> _PROBLEM TO WORK ON_
Send back every record exactly.

(Stored items from a collection)
_ _ _ _ _

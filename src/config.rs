use serde::{Deserialize, Serialize};
use std::env;

#[derive(Debug, Clone, Serialize, Deserialize)]
pub struct Config {
    pub server: ServerConfig,
    pub database: DatabaseConfig,
    pub session: SessionConfig,
    pub google: GoogleConfig,
    #[serde(default)]
    pub admin: AdminConfig,
}

#[derive(Debug, Clone, Serialize, Deserialize)]
pub struct ServerConfig {
    pub host: String,
    pub port: u16,
}

#[derive(Debug, Clone, Serialize, Deserialize)]
pub struct DatabaseConfig {
    pub url: String,
    pub max_connections: u32,
}

#[derive(Debug, Clone, Serialize, Deserialize)]
pub struct SessionConfig {
    pub secret: String,
    /// 仅在 HTTPS 下发送 Cookie，生产环境应开启
    #[serde(default)]
    pub cookie_secure: bool,
}

#[derive(Debug, Clone, Serialize, Deserialize)]
pub struct GoogleConfig {
    pub client_id: String,
}

#[derive(Debug, Clone, Serialize, Deserialize, Default)]
pub struct AdminConfig {
    /// 管理员邮箱白名单，逗号分隔
    #[serde(default)]
    pub emails: String,
}

impl AdminConfig {
    pub fn admin_emails(&self) -> Vec<String> {
        self.emails
            .split(',')
            .map(|e| e.trim().to_string())
            .filter(|e| !e.is_empty())
            .collect()
    }

    pub fn is_admin(&self, email: &str) -> bool {
        self.admin_emails().iter().any(|e| e == email)
    }
}

impl Config {
    pub fn from_toml() -> Result<Self, Box<dyn std::error::Error>> {
        let config_path = env::var("CONFIG_PATH").unwrap_or_else(|_| "config.toml".to_string());
        use std::io::ErrorKind;

        // 尝试读取配置文件，不存在则完全依赖环境变量
        let config_result = std::fs::read_to_string(&config_path);

        let mut config: Config = match config_result {
            Ok(config_str) => {
                toml::from_str(&config_str).map_err(|e| format!("解析配置文件失败: {e}"))?
            }
            Err(e) if e.kind() == ErrorKind::NotFound => {
                fn get_env(name: &str) -> Option<String> {
                    env::var(name).ok()
                }
                fn get_env_parse<T: std::str::FromStr>(name: &str, default: T) -> T {
                    env::var(name)
                        .ok()
                        .and_then(|v| v.parse::<T>().ok())
                        .unwrap_or(default)
                }

                // 数据库 URL 在无配置文件时必须提供
                let database_url = get_env("DATABASE_URL")
                    .ok_or("缺少 DATABASE_URL 环境变量，且未找到配置文件 config.toml")?;

                Config {
                    server: ServerConfig {
                        host: get_env("SERVER_HOST").unwrap_or_else(|| "0.0.0.0".to_string()),
                        port: get_env_parse("SERVER_PORT", 3000u16),
                    },
                    database: DatabaseConfig {
                        url: database_url,
                        max_connections: get_env_parse("DB_MAX_CONNECTIONS", 10u32),
                    },
                    session: SessionConfig {
                        secret: get_env("SESSION_SECRET").unwrap_or_else(|| {
                            "insecure-dev-session-secret-change-me-in-production".to_string()
                        }),
                        cookie_secure: get_env_parse("SESSION_COOKIE_SECURE", false),
                    },
                    google: GoogleConfig {
                        client_id: get_env("GOOGLE_CLIENT_ID").unwrap_or_default(),
                    },
                    admin: AdminConfig {
                        emails: get_env("ADMIN_EMAILS").unwrap_or_default(),
                    },
                }
            }
            Err(e) => {
                return Err(format!("无法读取配置文件 {config_path}: {e}").into());
            }
        };

        // 环境变量覆盖（文件存在时也生效）
        if let Ok(v) = env::var("SERVER_HOST") {
            config.server.host = v;
        }
        if let Ok(v) = env::var("SERVER_PORT") {
            if let Ok(p) = v.parse() {
                config.server.port = p;
            }
        }
        if let Ok(v) = env::var("DATABASE_URL") {
            config.database.url = v;
        }
        if let Ok(v) = env::var("DB_MAX_CONNECTIONS") {
            if let Ok(mc) = v.parse() {
                config.database.max_connections = mc;
            }
        }
        if let Ok(v) = env::var("SESSION_SECRET") {
            config.session.secret = v;
        }
        if let Ok(v) = env::var("SESSION_COOKIE_SECURE") {
            if let Ok(b) = v.parse() {
                config.session.cookie_secure = b;
            }
        }
        if let Ok(v) = env::var("GOOGLE_CLIENT_ID") {
            config.google.client_id = v;
        }
        if let Ok(v) = env::var("ADMIN_EMAILS") {
            config.admin.emails = v;
        }

        Ok(config)
    }
}

#[cfg(test)]
mod tests {
    use super::*;

    #[test]
    fn test_admin_emails_parsing() {
        let admin = AdminConfig {
            emails: "mom@example.com, dad@example.com ,,".to_string(),
        };
        assert_eq!(
            admin.admin_emails(),
            vec!["mom@example.com".to_string(), "dad@example.com".to_string()]
        );
        assert!(admin.is_admin("dad@example.com"));
        assert!(!admin.is_admin("guest@example.com"));
    }

    #[test]
    fn test_empty_allow_list_rejects_everyone() {
        let admin = AdminConfig::default();
        assert!(admin.admin_emails().is_empty());
        assert!(!admin.is_admin("anyone@example.com"));
    }
}
use crate::entities::bet_entity as bets;
use crate::models::Gender;
use chrono::{DateTime, Utc};
use serde::{Deserialize, Serialize};
use utoipa::ToSchema;

/// 单注固定金额（货币单位）
pub const FIXED_STAKE: i64 = 200;
/// 每注固定一张抽奖券
pub const TICKETS_PER_BET: i64 = 1;

#[derive(Debug, Serialize, Deserialize, ToSchema)]
#[serde(rename_all = "camelCase")]
pub struct PlaceBetRequest {
    pub gender: Gender,
    #[schema(example = "bank_transfer")]
    pub payment_method: Option<String>,
}

#[derive(Debug, Clone, Serialize, Deserialize, ToSchema)]
#[serde(rename_all = "camelCase")]
pub struct BetResponse {
    pub id: i64,
    pub user_id: i64,
    pub gender: Gender,
    pub amount: i64,
    pub ticket_count: i64,
    pub payment_method: String,
    pub is_paid: bool,
    pub created_at: Option<DateTime<Utc>>,
    /// 冗余下注人信息，方便管理端展示
    #[serde(skip_serializing_if = "Option::is_none")]
    pub user_name: Option<String>,
    #[serde(skip_serializing_if = "Option::is_none")]
    pub user_email: Option<String>,
}

impl From<bets::Model> for BetResponse {
    fn from(bet: bets::Model) -> Self {
        Self {
            id: bet.id,
            user_id: bet.user_id,
            gender: bet.gender,
            amount: bet.amount,
            ticket_count: bet.ticket_count,
            payment_method: bet.payment_method,
            is_paid: bet.is_paid,
            created_at: bet.created_at,
            user_name: None,
            user_email: None,
        }
    }
}

impl BetResponse {
    pub fn with_owner(mut self, name: String, email: String) -> Self {
        self.user_name = Some(name);
        self.user_email = Some(email);
        self
    }
}

#[derive(Debug, Clone, Serialize, Deserialize, ToSchema)]
#[serde(rename_all = "camelCase")]
pub struct GenderTotals {
    pub total_amount: i64,
    pub total_tickets: i64,
}

#[derive(Debug, Clone, Serialize, Deserialize, ToSchema)]
#[serde(rename_all = "camelCase")]
pub struct BetStatsResponse {
    pub boy: GenderTotals,
    pub girl: GenderTotals,
    pub total_users: i64,
}

#[derive(Debug, Clone, Serialize, Deserialize, ToSchema)]
#[serde(rename_all = "camelCase")]
pub struct ParticipantResponse {
    pub id: i64,
    pub name: String,
    pub avatar_url: Option<String>,
    /// 未下注的参与者为 null
    pub gender: Option<Gender>,
}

_ _ _ _ _

> _RESPONSE AREA_
filename src/config.rs
use serde::{Deserialize, Serialize};
use std::env;

#[derive(Debug, Clone, Serialize, Deserialize)]
pub struct Config {
    pub server: ServerConfig,
    pub database: DatabaseConfig,
    pub session: SessionConfig,
    pub google: GoogleConfig,
    #[serde(default)]
    pub admin: AdminConfig,
}

#[derive(Debug, Clone, Serialize, Deserialize)]
pub struct ServerConfig {
    pub host: String,
    pub port: u16,
}

#[derive(Debug, Clone, Serialize, Deserialize)]
pub struct DatabaseConfig {
    pub url: String,
    pub max_connections: u32,
}

#[derive(Debug, Clone, Serialize, Deserialize)]
pub struct SessionConfig {
    pub secret: String,
    /// 仅在 HTTPS 下发送 Cookie，生产环境应开启
    #[serde(default)]
    pub cookie_secure: bool,
}

#[derive(Debug, Clone, Serialize, Deserialize)]
pub struct GoogleConfig {
    pub client_id: String,
}

#[derive(Debug, Clone, Serialize, Deserialize, Default)]
pub struct AdminConfig {
    /// 管理员邮箱白名单，逗号分隔
    #[serde(default)]
    pub emails: String,
}

impl AdminConfig {
    pub fn admin_emails(&self) -> Vec<String> {
        self.emails
            .split(',')
            .map(|e| e.trim().to_string())
            .filter(|e| !e.is_empty())
            .collect()
    }

    pub fn is_admin(&self, email: &str) -> bool {
        self.admin_emails().iter().any(|e| e == email)
    }
}

impl Config {
    pub fn from_toml() -> Result<Self, Box<dyn std::error::Error>> {
        let config_path = env::var("CONFIG_PATH").unwrap_or_else(|_| "config.toml".to_string());
        use std::io::ErrorKind;

        // 尝试读取配置文件，不存在则完全依赖环境变量
        let config_result = std::fs::read_to_string(&config_path);

        let mut config: Config = match config_result {
            Ok(config_str) => {
                toml::from_str(&config_str).map_err(|e| format!("解析配置文件失败: {e}"))?
            }
            Err(e) if e.kind() == ErrorKind::NotFound => {
                fn get_env(name: &str) -> Option<String> {
                    env::var(name).ok()
                }
                fn get_env_parse<T: std::str::FromStr>(name: &str, default: T) -> T {
                    env::var(name)
                        .ok()
                        .and_then(|v| v.parse::<T>().ok())
                        .unwrap_or(default)
                }

                // 数据库 URL 在无配置文件时必须提供
                let database_url = get_env("DATABASE_URL")
                    .ok_or("缺少 DATABASE_URL 环境变量，且未找到配置文件 config.toml")?;

                Config {
                    server: ServerConfig {
                        host: get_env("SERVER_HOST").unwrap_or_else(|| "0.0.0.0".to_string()),
                        port: get_env_parse("SERVER_PORT", 3000u16),
                    },
                    database: DatabaseConfig {
                        url: database_url,
                        max_connections: get_env_parse("DB_MAX_CONNECTIONS", 10u32),
                    },
                    session: SessionConfig {
                        secret: get_env("SESSION_SECRET").unwrap_or_else(|| {
                            "insecure-dev-session-secret-change-me-in-production".to_string()
                        }),
                        cookie_secure: get_env_parse("SESSION_COOKIE_SECURE", false),
                    },
                    google: GoogleConfig {
                        client_id: get_env("GOOGLE_CLIENT_ID").unwrap_or_default(),
                    },
                    admin: AdminConfig {
                        emails: get_env("ADMIN_EMAILS").unwrap_or_default(),
                    },
                }
            }
            Err(e) => {
                return Err(format!("无法读取配置文件 {config_path}: {e}").into());
            }
        };

        // 环境变量覆盖（文件存在时也生效）
        if let Ok(v) = env::var("SERVER_HOST") {
            config.server.host = v;
        }
        if let Ok(v) = env::var("SERVER_PORT") {
            if let Ok(p) = v.parse() {
                config.server.port = p;
            }
        }
        if let Ok(v) = env::var("DATABASE_URL") {
            config.database.url = v;
        }
        if let Ok(v) = env::var("DB_MAX_CONNECTIONS") {
            if let Ok(mc) = v.parse() {
                config.database.max_connections = mc;
            }
        }
        if let Ok(v) = env::var("SESSION_SECRET") {
            config.session.secret = v;
        }
        if let Ok(v) = env::var("SESSION_COOKIE_SECURE") {
            if let Ok(b) = v.parse() {
                config.session.cookie_secure = b;
            }
        }
        if let Ok(v) = env::var("GOOGLE_CLIENT_ID") {
            config.google.client_id = v;
        }
        if let Ok(v) = env::var("ADMIN_EMAILS") {
            config.admin.emails = v;
        }

        Ok(config)
    }
}

#[cfg(test)]
mod tests {
    use super::*;

    #[test]
    fn test_admin_emails_parsing() {
        let admin = AdminConfig {
            emails: "mom@example.com, dad@example.com ,,".to_string(),
        };
        assert_eq!(
            admin.admin_emails(),
            vec!["mom@example.com".to_string(), "dad@example.com".to_string()]
        );
        assert!(admin.is_admin("dad@example.com"));
        assert!(!admin.is_admin("guest@example.com"));
    }

    #[test]
    fn test_empty_allow_list_rejects_everyone() {
        let admin = AdminConfig::default();
        assert!(admin.admin_emails().is_empty());
        assert!(!admin.is_admin("anyone@example.com"));
    }
}
use crate::entities::bet_entity as bets;
use crate::models::Gender;
use chrono::{DateTime, Utc};
use serde::{Deserialize, Serialize};
use utoipa::ToSchema;

/// 单注固定金额（货币单位）
pub const FIXED_STAKE: i64 = 200;
/// 每注固定一张抽奖券
pub const TICKETS_PER_BET: i64 = 1;

#[derive(Debug, Serialize, Deserialize, ToSchema)]
#[serde(rename_all = "camelCase")]
pub struct PlaceBetRequest {
    pub gender: Gender,
    #[schema(example = "bank_transfer")]
    pub payment_method: Option<String>,
}

#[derive(Debug, Clone, Serialize, Deserialize, ToSchema)]
#[serde(rename_all = "camelCase")]
pub struct BetResponse {
    pub id: i64,
    pub user_id: i64,
    pub gender: Gender,
    pub amount: i64,
    pub ticket_count: i64,
    pub payment_method: String,
    pub is_paid: bool,
    pub created_at: Option<DateTime<Utc>>,
    /// 冗余下注人信息，方便管理端展示
    #[serde(skip_serializing_if = "Option::is_none")]
    pub user_name: Option<String>,
    #[serde(skip_serializing_if = "Option::is_none")]
    pub user_email: Option<String>,
}

impl From<bets::Model> for BetResponse {
    fn from(bet: bets::Model) -> Self {
        Self {
            id: bet.id,
            user_id: bet.user_id,
            gender: bet.gender,
            amount: bet.amount,
            ticket_count: bet.ticket_count,
            payment_method: bet.payment_method,
            is_paid: bet.is_paid,
            created_at: bet.created_at,
            user_name: None,
            user_email: None,
        }
    }
}

impl BetResponse {
    pub fn with_owner(mut self, name: String, email: String) -> Self {
        self.user_name = Some(name);
        self.user_email = Some(email);
        self
    }
}

#[derive(Debug, Clone, Serialize, Deserialize, ToSchema)]
#[serde(rename_all = "camelCase")]
pub struct GenderTotals {
    pub total_amount: i64,
    pub total_tickets: i64,
}

#[derive(Debug, Clone, Serialize, Deserialize, ToSchema)]
#[serde(rename_all = "camelCase")]
pub struct BetStatsResponse {
    pub boy: GenderTotals,
    pub girl: GenderTotals,
    pub total_users: i64,
}

#[derive(Debug, Clone, Serialize, Deserialize, ToSchema)]
#[serde(rename_all = "camelCase")]
pub struct ParticipantResponse {
    pub id: i64,
    pub name: String,
    pub avatar_url: Option<String>,
    /// 未下注的参与者为 null
    pub gender: Option<Gender>,
}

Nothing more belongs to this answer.